In its explorations, Cassini-Huygens -- a $3.3 billion joint venture involving NASA, the European Space Agency and the Italian Space Agency -- will treat Saturn as a surrogate "sun," with its rings modeling the "dust disc" of a solar system and its 31 moons acting as planets. The spacecraft will study the dynamics of the Saturnian system and do close flybys of seven moons.
In its most spectacular maneuver, Cassini on Christmas Eve will detach the piggybacking Huygens probe on a three-week trip that will end with a parachute fall through the methane atmosphere of Titan, Saturn's largest moon.

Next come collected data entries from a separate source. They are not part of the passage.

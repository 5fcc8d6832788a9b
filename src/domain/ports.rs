use super::booking::SessionDraft;
use super::order::{MakeOrderRequest, Order};
use super::payment::{InitializePayment, PaymentAuthorization, PaymentReference, PaymentTransaction};
use super::quote::BasePrice;
use super::zone::ZoneId;
use crate::error::Result;
use async_trait::async_trait;
use std::sync::Arc;

/// Upstream rate table, priced per zone and whole-kilogram bracket.
#[async_trait]
pub trait RateService: Send + Sync {
    async fn base_price(&self, zone: &ZoneId, weight_rounded: u32) -> Result<BasePrice>;
}

#[async_trait]
pub trait PaymentGateway: Send + Sync {
    async fn initialize(&self, request: InitializePayment) -> Result<PaymentAuthorization>;
    async fn verify(&self, reference: &PaymentReference) -> Result<PaymentTransaction>;
}

/// The backend's order endpoints. Creation is not idempotent.
#[async_trait]
pub trait OrderService: Send + Sync {
    async fn create_order(&self, auth_token: &str, request: &MakeOrderRequest) -> Result<Order>;
    /// Orders belonging to the token's user.
    async fn list_orders(&self, auth_token: &str) -> Result<Vec<Order>>;
}

/// Key/value persistence for per-session drafts.
#[async_trait]
pub trait DraftStore: Send + Sync {
    async fn put(&self, key: &str, draft: &SessionDraft) -> Result<()>;
    async fn get(&self, key: &str) -> Result<Option<SessionDraft>>;
    async fn remove(&self, key: &str) -> Result<()>;
}

pub type RateServiceRef = Arc<dyn RateService>;
pub type PaymentGatewayRef = Arc<dyn PaymentGateway>;
pub type OrderServiceRef = Arc<dyn OrderService>;
pub type DraftStoreRef = Arc<dyn DraftStore>;
//! Adapters implementing the domain ports: draft stores and HTTP clients.

pub mod http;
pub mod in_memory;
#[cfg(feature = "storage-rocksdb")]
pub mod rocksdb;
pub mod zone_reader;
pub mod zone_writer;
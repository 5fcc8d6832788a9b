use super::{error_detail, transport_error, trim_base};
use crate::domain::order::{MakeOrderRequest, Order};
use crate::domain::ports::OrderService;
use crate::error::{Result, ShippingError};
use async_trait::async_trait;
use reqwest::Client;
use serde_json::Value;
use tracing::{debug, error, info, warn};

/// Client for the backend's `POST /api/make-order` and `GET /api/shipments`.
pub struct HttpOrderService {
    client: Client,
    base_url: String,
}

impl HttpOrderService {
    pub fn new(client: Client, base_url: &str) -> Self {
        Self {
            client,
            base_url: trim_base(base_url),
        }
    }
}

#[async_trait]
impl OrderService for HttpOrderService {
    async fn create_order(&self, auth_token: &str, request: &MakeOrderRequest) -> Result<Order> {
        if auth_token.trim().is_empty() {
            return Err(ShippingError::NotAuthenticated);
        }
        request.validate()?;

        let response = self
            .client
            .post(format!("{}/api/make-order", self.base_url))
            .bearer_auth(auth_token)
            .json(request)
            .send()
            .await
            .map_err(|e| transport_error("order service", e))?;

        if !response.status().is_success() {
            let (status, detail) = error_detail(response, "Order creation failed").await;
            error!(zone = %request.zone_picked, %status, %detail, "order creation rejected");
            return Err(ShippingError::UpstreamRejected {
                status: status.as_u16(),
                detail,
            });
        }

        let order: Order = response.json().await.map_err(|e| {
            ShippingError::UpstreamUnavailable(format!("order service sent an unreadable body: {e}"))
        })?;
        info!(order_no = %order.order_no, zone = %order.zone_picked, "order created");
        Ok(order)
    }

    async fn list_orders(&self, auth_token: &str) -> Result<Vec<Order>> {
        if auth_token.trim().is_empty() {
            return Err(ShippingError::NotAuthenticated);
        }

        let response = self
            .client
            .get(format!("{}/api/shipments", self.base_url))
            .bearer_auth(auth_token)
            .send()
            .await
            .map_err(|e| transport_error("order service", e))?;

        if !response.status().is_success() {
            let (status, detail) = error_detail(response, "Failed to fetch shipments").await;
            warn!(%status, %detail, "shipment listing rejected");
            return Err(ShippingError::UpstreamRejected {
                status: status.as_u16(),
                detail,
            });
        }

        let body: Value = response.json().await.map_err(|e| {
            ShippingError::UpstreamUnavailable(format!("order service sent an unreadable body: {e}"))
        })?;
        let Value::Array(items) = body else {
            warn!("shipment listing was not a list; treating as empty");
            return Ok(Vec::new());
        };
        let orders = items
            .into_iter()
            .map(serde_json::from_value::<Order>)
            .collect::<std::result::Result<Vec<Order>, _>>()
            .map_err(|e| {
                ShippingError::UpstreamUnavailable(format!("order service sent an unreadable shipment: {e}"))
            })?;
        debug!(count = orders.len(), "shipments listed");
        Ok(orders)
    }
}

Scientists hope that Titan, with its hydrocarbon-rich atmosphere and the possibility of ethane oceans below, may offer insights into how the primordial Earth looked 4.5 billion years ago, when carbon molecules began to form the complex compounds that eventually served as the building blocks of life.
Cassini-Huygens was launched from Florida's Cape Canaveral Air Force Station on Oct. 15, 1997, after a planning and construction period that began in the early 1980s. The spacecraft is 22 feet tall and 13 feet wide, and, with a full load of fuel, weighed 12,593 pounds at liftoff.
In all, Cassini-Huygens flew 2.2 billion miles to reach Saturn, using flybys of Venus (twice), Earth and Jupiter to accelerate into ever larger orbits of the sun. Webster said software for the spacecraft's on-board computers was upgraded and changed twice during the journey, most recently in January and February of last year, when the orbit insertion programs were uploaded.
For much of the trip, Cassini-Huygens flew about 12,000 mph. Cruising speed began to increase about a week ago when Saturn's gravity took hold, and by midday Wednesday, Jones said, "we're really feeling it, and we're dropping really fast."